### ASSIGNMENT
Scan the records for the word "Plain". Report each line where it occurs.
======
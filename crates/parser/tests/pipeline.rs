// ABOUTME: End-to-end pipeline tests running raw capture payloads through detection and dispatch.
// ABOUTME: Covers every provider identity, the generic fallback, and the forced-provider path.

use serde_json::{json, Value};
use vitrine_parser::{meta, ParseOptions, Parser, ProviderKind, Theme};

/// A capture envelope the way the browser extension writes them.
fn capture(html: &str) -> Value {
    json!({ "result": { "html": html } })
}

fn chatgpt_capture() -> Value {
    capture(
        "<html><head><title>ChatGPT</title></head><body>\
         <header id=\"page-header\">top nav</header>\
         <main class=\"bg-token-bg-primary\">\
         <p>The answer is <a href=\"https://a.example/\">sourced</a>.</p>\
         </main>\
         <div id=\"thread-bottom\">composer</div>\
         </body></html>",
    )
}

#[test]
fn chatgpt_capture_full_cleanup() {
    let parser = Parser::new();
    let mut options = ParseOptions::default();
    options.remove_header = Some(true);
    options.remove_footer = Some(true);
    options.remove_links = true;

    let parsed = parser
        .parse(&chatgpt_capture(), &options)
        .expect("chatgpt capture should parse");

    assert_eq!(parsed.provider, ProviderKind::ChatGpt);
    assert!(
        !parsed.html.contains("page-header"),
        "header chrome should be removed: {}",
        parsed.html
    );
    assert!(
        !parsed.html.contains("composer"),
        "composer bar should be removed: {}",
        parsed.html
    );
    assert!(parsed.html.contains("<span>sourced</span>"));
    assert!(!parsed.html.contains("<a "));
    assert!(parsed.html.contains("<base href=\"https://chatgpt.com/\""));

    assert!(parsed.flag(meta::IS_FULL_DOCUMENT));
    assert!(parsed.flag(meta::HEADER_REMOVED));
    assert!(parsed.flag(meta::FOOTER_REMOVED));
    assert!(!parsed.flag(meta::SIDEBAR_REMOVED));
    assert!(parsed.flag(meta::LINKS_REMOVED));
    assert_eq!(
        parsed.metadata.get(meta::DETECTION_CONFIDENCE),
        Some(&json!(1.0))
    );
}

#[test]
fn chatgpt_defaults_keep_chrome() {
    let parser = Parser::new();
    let parsed = parser
        .parse(&chatgpt_capture(), &ParseOptions::default())
        .expect("chatgpt capture should parse");

    assert!(parsed.html.contains("page-header"));
    assert!(parsed.html.contains("composer"));
    assert!(parsed.html.contains("<a "));
    assert!(!parsed.flag(meta::HEADER_REMOVED));
    assert!(!parsed.flag(meta::LINKS_REMOVED));
}

#[test]
fn gemini_theme_inversion_and_sources() {
    let parser = Parser::new();
    let payload = json!({
        "result": {
            "html": "<html><head></head><body>\
                     <bard-sidenav>history</bard-sidenav>\
                     <main>the answer</main>\
                     </body></html>",
            "aioverview": { "sources": [{ "url": "https://cite.example/" }] }
        }
    });
    let mut options = ParseOptions::default();
    options.theme = Some(Theme::Light);

    let parsed = parser
        .parse(&payload, &options)
        .expect("gemini capture should parse");

    assert_eq!(parsed.provider, ProviderKind::Gemini);
    assert!(parsed.flag(meta::COLORS_INVERTED));
    assert!(
        parsed.html.contains("<style>"),
        "light theme stylesheet should be injected: {}",
        parsed.html
    );
    assert!(parsed
        .html
        .contains("<base href=\"https://gemini.google.com/\""));
    // Sidebar removal is opt-in; the element survives default options.
    assert!(parsed.html.contains("bard-sidenav"));
    assert_eq!(
        parsed.sources,
        Some(vec![json!({ "url": "https://cite.example/" })])
    );
}

#[test]
fn gemini_dark_theme_request_is_a_no_op() {
    let parser = Parser::new();
    let payload = capture("<html><head></head><body><bard-sidenav>n</bard-sidenav><p>a</p></body></html>");
    let mut options = ParseOptions::default();
    options.theme = Some(Theme::Dark);

    let parsed = parser
        .parse(&payload, &options)
        .expect("gemini capture should parse");
    assert!(!parsed.flag(meta::COLORS_INVERTED));
    assert!(!parsed.html.contains("<style>"));
}

#[test]
fn perplexity_collapses_citation_links() {
    let parser = Parser::new();
    let payload = capture(
        "<div class=\"prose\"><p>Answer [<a href=\"https://s.example/\">1</a>]</p></div>",
    );
    let mut options = ParseOptions::default();
    options.remove_links = true;

    let parsed = parser
        .parse(&payload, &options)
        .expect("perplexity capture should parse");

    assert_eq!(parsed.provider, ProviderKind::Perplexity);
    assert!(parsed.html.contains("Answer [1]"));
    assert!(!parsed.html.contains("<a "));
    assert!(parsed.flag(meta::LINKS_REMOVED));
    assert!(
        !parsed.metadata.contains_key(meta::SIDEBAR_REMOVED),
        "perplexity reports no sidebar flag"
    );
}

#[test]
fn copilot_cookie_banner_always_removed() {
    let parser = Parser::new();
    let payload = capture(
        "<div id=\"cookie-banner\">consent prompt</div>\
         <div data-testid=\"sidebar-container\"><p>the chat</p></div>",
    );

    let parsed = parser
        .parse(&payload, &ParseOptions::default())
        .expect("copilot capture should parse");

    assert_eq!(parsed.provider, ProviderKind::Copilot);
    assert!(
        !parsed.html.contains("consent prompt"),
        "cookie banner survives: {}",
        parsed.html
    );
    assert!(parsed.html.contains("the chat"));
    assert!(parsed.flag(meta::COOKIE_BANNER_REMOVED));
    assert!(!parsed.flag(meta::COLORS_INVERTED));
}

#[test]
fn ai_overview_decodes_embedded_blob() {
    let parser = Parser::new();
    // The summary text only exists inside a script payload; scripts are
    // stripped, so the pipeline has to fall back to the blob.
    let payload = capture(
        "<script>AF_initDataCallback({\"DnVkpd\":\"Answer line one\\nline two\"});</script>",
    );

    let parsed = parser
        .parse(&payload, &ParseOptions::default())
        .expect("ai overview capture should parse");

    assert_eq!(parsed.provider, ProviderKind::AiOverview);
    assert_eq!(parsed.html, "Answer line one<br>line two");
    assert_eq!(parsed.text, None, "overview results carry no text field");
    assert_eq!(parsed.sources, Some(vec![]));
    assert!(parsed.flag(meta::HEADER_REMOVED), "hiding defaults on");
    assert!(parsed.flag(meta::FOOTER_REMOVED));
    assert_eq!(
        parsed.metadata.get(meta::DETECTION_CONFIDENCE),
        Some(&json!(1.0))
    );
}

#[test]
fn ai_mode_strips_chrome_by_default() {
    let parser = Parser::new();
    let payload = capture(
        "<html><head></head><body>\
         <div class=\"DZ13He\">omnibox chrome</div>\
         <p>AI Mode answer</p>\
         </body></html>",
    );

    let parsed = parser
        .parse(&payload, &ParseOptions::default())
        .expect("ai mode capture should parse");

    assert_eq!(parsed.provider, ProviderKind::AiMode);
    assert!(!parsed.html.contains("omnibox chrome"));
    assert!(parsed.html.contains("AI Mode answer"));
    assert!(parsed.flag(meta::HEADER_REMOVED));
    assert!(parsed.flag(meta::FOOTER_REMOVED));
    // Consent overlay hiding rides along on every styled result.
    assert!(parsed.html.contains("#CXQnmb"));
}

#[test]
fn grok_inverts_with_a_filter_not_markup_edits() {
    let parser = Parser::new();
    let payload = capture(
        "<html><head></head><body>\
         <main class=\"max-w-breakout\"><p>grok answer</p></main>\
         </body></html>",
    );
    let mut options = ParseOptions::default();
    options.invert_colors = true;

    let parsed = parser
        .parse(&payload, &options)
        .expect("grok capture should parse");

    assert_eq!(parsed.provider, ProviderKind::Grok);
    assert!(parsed.html.contains("max-w-breakout"), "markup untouched");
    assert!(parsed
        .html
        .contains("html{filter:invert(1) hue-rotate(180deg)}"));
    assert!(parsed.flag(meta::COLORS_INVERTED));
}

#[test]
fn unrecognized_capture_falls_back_to_generic() {
    let parser = Parser::new();
    let parsed = parser
        .parse(
            &json!({ "result": { "content": "Plain prose answer" } }),
            &ParseOptions::default(),
        )
        .expect("generic capture should parse");

    assert_eq!(parsed.provider, ProviderKind::ChatGpt);
    assert_eq!(parsed.html, "");
    assert_eq!(parsed.text.as_deref(), Some("Plain prose answer"));
    assert!(parsed.flag(meta::IS_GENERIC));
    assert!(
        !parsed.metadata.contains_key(meta::DETECTION_CONFIDENCE),
        "no detection ran, so no confidence to report"
    );
}

#[test]
fn forced_provider_skips_detection() {
    let parser = Parser::new();
    let parsed = parser
        .parse_with_provider(
            &chatgpt_capture(),
            ProviderKind::Perplexity,
            &ParseOptions::default(),
        )
        .expect("forcing a registered provider should not error")
        .expect("payload has markup to parse");

    assert_eq!(parsed.provider, ProviderKind::Perplexity);
    assert!(!parsed.metadata.contains_key(meta::DETECTION_CONFIDENCE));
}

#[test]
fn empty_registry_splits_the_two_entry_points() {
    let parser = Parser::empty();

    // Auto-parse swallows the registry miss.
    assert!(parser
        .parse(&chatgpt_capture(), &ParseOptions::default())
        .is_none());

    // The explicit entry point reports it.
    let err = parser
        .parse_with_provider(
            &chatgpt_capture(),
            ProviderKind::ChatGpt,
            &ParseOptions::default(),
        )
        .unwrap_err();
    assert!(err.is_unknown_provider());
}

#[test]
fn registry_lists_all_builtin_identities() {
    let parser = Parser::new();
    assert_eq!(parser.supported_providers(), ProviderKind::ALL.to_vec());
}

#[test]
fn parsed_response_wire_shape() {
    let parser = Parser::new();
    let payload = capture(
        "<script>AF_initDataCallback({\"DnVkpd\":\"Summary\"});</script>",
    );
    let parsed = parser
        .parse(&payload, &ParseOptions::default())
        .expect("ai overview capture should parse");

    let value = serde_json::to_value(&parsed).expect("response serializes");
    let object = value.as_object().expect("response is a JSON object");
    assert_eq!(object.get("provider"), Some(&json!("AIOVERVIEW")));
    assert!(object.contains_key("html"));
    assert!(object.contains_key("sources"));
    assert!(object.contains_key("metadata"));
    assert!(!object.contains_key("text"), "absent text is omitted");
}

#[test]
fn wrapped_fragment_is_a_locked_down_document() {
    let parser = Parser::new();
    let parsed = parser
        .parse(
            &capture("<div class=\"prose\"><p>answer</p></div>"),
            &ParseOptions::default(),
        )
        .expect("perplexity capture should parse");

    let page = vitrine_parser::wrap_fragment(&parsed.html);
    assert!(vitrine_parser::sanitize::is_full_document(&page));
    assert!(page.contains("Content-Security-Policy"));
    assert!(page.contains("<p>answer</p>"));
}

#[test]
fn detection_ranking_is_exposed() {
    let parser = Parser::new();
    let payload = capture("<div class=\"prose\">grok.com text</div>");

    let ranked = parser.detect_all_providers(&payload);
    assert!(!ranked.is_empty());
    assert_eq!(ranked[0].provider, ProviderKind::Perplexity);
    assert_eq!(ranked[0].confidence, 1.0);
    assert!(ranked
        .iter()
        .any(|d| d.provider == ProviderKind::Grok && d.confidence < 1.0));
}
======
### RESPONSE BOX
            &json!({ "result": { "content": "Plain prose answer" } }),
    assert_eq!(parsed.text.as_deref(), Some("Plain prose answer"));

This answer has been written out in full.